Christine Latten, Dan G. Cacuci
Nuclear Science and Engineering | Volume 178 | Number 2 | October 2014 | Pages 156-171
Technical Paper | doi.org/10.13182/NSE13-110
Articles are hosted by Taylor and Francis Online.
This work illustrates reactor physics applications of the predictive modeling of coupled multiphysics systems (PMCMPS), formulated by Cacuci (2014), by means of the benchmarks Godiva (a bare uranium sphere) and Jezebel-239 and Jezebel-240 (bare plutonium spheres). The PMCMPS methodology was ab initio developed in the response space, to reduce as much as possible the computational memory requirements for predictive modeling of very large systems involving not only many model parameters but also many model responses. The model parameters considered in this work include individual cross sections for each material, nuclide, reaction type, and energy group, giving the following totals: 2241 parameters for Jezebel-239, 1458 parameters for Jezebel-240, and 2916 parameters for Godiva. Eight responses were considered for Jezebel-239 (the effective multiplication factor; the center core fission rates for 233U, 238U, 237Np, and 239Pu; and the center core radiative capture rates for 55Mn, 93Nb, and 63Cu). Three responses (the effective multiplication factor and the center core fission rates for 233U and 237Np) were selected for Jezebel-240, and eleven responses were selected for Godiva (the reaction rate types listed for Jezebel-239, along with the radiative capture rates for 107Ag, 127I, and 81Br). The PMCMPS methodology ensures that increasing the amount of information yields more accurate predictions, with smaller predicted uncertainties, as long as the considered information is consistent. This fact is amply illustrated in this work, which shows that the interdependence of responses that were measured in more than one benchmark is stronger than for responses that were measured in a single benchmark.
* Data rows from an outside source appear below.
use std::collections::BTreeMap;
use std::fs;
use std::path::{Path, PathBuf};
use std::time::Duration;

use crate::error::{ConfigError, StorageError};
use crate::model::{Region, RegionBounds};
use crate::store;

pub const DEFAULT_MAX_ATTEMPTS: u32 = 1_000;
pub const DEFAULT_CROP_FRACTION: f32 = 0.5;
pub const DEFAULT_TIMEOUT: Duration = Duration::from_secs(30);
pub const DEFAULT_USER_AGENT: &str = concat!("panoscout/", env!("CARGO_PKG_VERSION"));

const CATALOGUE_FILE: &str = "catalogue.json";
const LEDGER_FILE: &str = "ledger.json";
const IMAGES_DIR: &str = "images";
const SCRUB_HISTORY_FILE: &str = "scrub-history.jsonl";

/// On-disk layout under the data directory.
#[derive(Debug, Clone)]
pub struct DataLayout {
    pub root: PathBuf,
}

impl DataLayout {
    pub fn new(root: impl Into<PathBuf>) -> Self {
        Self { root: root.into() }
    }

    pub fn catalogue(&self) -> PathBuf {
        self.root.join(CATALOGUE_FILE)
    }

    pub fn ledger(&self) -> PathBuf {
        self.root.join(LEDGER_FILE)
    }

    pub fn images(&self) -> PathBuf {
        self.root.join(IMAGES_DIR)
    }

    pub fn scrub_history(&self) -> PathBuf {
        self.root.join(SCRUB_HISTORY_FILE)
    }
}

/// Credentials and client knobs shared by every HTTP-backed service.
#[derive(Debug, Clone)]
pub struct HttpSettings {
    pub api_key: String,
    pub timeout: Duration,
    pub user_agent: String,
}

impl HttpSettings {
    pub fn new(api_key: impl Into<String>) -> Self {
        Self {
            api_key: api_key.into(),
            timeout: DEFAULT_TIMEOUT,
            user_agent: DEFAULT_USER_AGENT.to_string(),
        }
    }

    pub fn blocking_client(&self) -> Result<reqwest::blocking::Client, ConfigError> {
        let client = reqwest::blocking::Client::builder()
            .timeout(self.timeout)
            .user_agent(self.user_agent.clone())
            .build()?;
        Ok(client)
    }
}

/// Resolve the API key: an explicit value wins, otherwise the trimmed contents of `key_file`.
pub fn resolve_api_key(explicit: Option<&str>, key_file: &Path) -> Result<String, ConfigError> {
    if let Some(key) = explicit.map(str::trim).filter(|k| !k.is_empty()) {
        return Ok(key.to_string());
    }
    if !key_file.exists() {
        return Err(ConfigError::MissingApiKey {
            path: key_file.to_path_buf(),
        });
    }
    let raw = fs::read_to_string(key_file).map_err(|e| StorageError::io(key_file, e))?;
    let key = raw.trim();
    if key.is_empty() {
        return Err(ConfigError::EmptyApiKey {
            path: key_file.to_path_buf(),
        });
    }
    Ok(key.to_string())
}

/// Load `{"name": {min_lat, max_lat, min_lng, max_lng, density}, ...}` and validate every box.
pub fn load_regions(path: &Path) -> Result<Vec<Region>, ConfigError> {
    if !path.exists() {
        return Err(StorageError::io(
            path,
            std::io::Error::new(std::io::ErrorKind::NotFound, "region file not found"),
        )
        .into());
    }
    let file: BTreeMap<String, RegionBounds> = store::load_json_or_default(path)?;
    file.into_iter()
        .map(|(name, bounds)| {
            validate_bounds(&name, &bounds)?;
            Ok(Region::new(name, bounds))
        })
        .collect()
}

fn validate_bounds(name: &str, b: &RegionBounds) -> Result<(), ConfigError> {
    let invalid = |reason: String| ConfigError::InvalidRegion {
        name: name.to_string(),
        reason,
    };
    let values = [b.min_lat, b.max_lat, b.min_lng, b.max_lng];
    if values.iter().any(|v| !v.is_finite()) {
        return Err(invalid("bounds must be finite".to_string()));
    }
    if !(-90.0..=90.0).contains(&b.min_lat) || !(-90.0..=90.0).contains(&b.max_lat) {
        return Err(invalid(format!(
            "latitude range {}..{} outside [-90, 90]",
            b.min_lat, b.max_lat
        )));
    }
    if !(-180.0..=180.0).contains(&b.min_lng) || !(-180.0..=180.0).contains(&b.max_lng) {
        return Err(invalid(format!(
            "longitude range {}..{} outside [-180, 180]",
            b.min_lng, b.max_lng
        )));
    }
    if b.min_lat > b.max_lat || b.min_lng > b.max_lng {
        return Err(invalid("min bound exceeds max bound".to_string()));
    }
    Ok(())
}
More generally, the consideration of the complete information, including couplings, provided jointly by all three benchmarks (as opposed to consideration of the benchmarks as separate systems) leads to more accurate predictions of nominal values for responses and model parameters, yielding larger reductions in the predicted uncertainties that accompany the predicted mean values of responses and model parameters.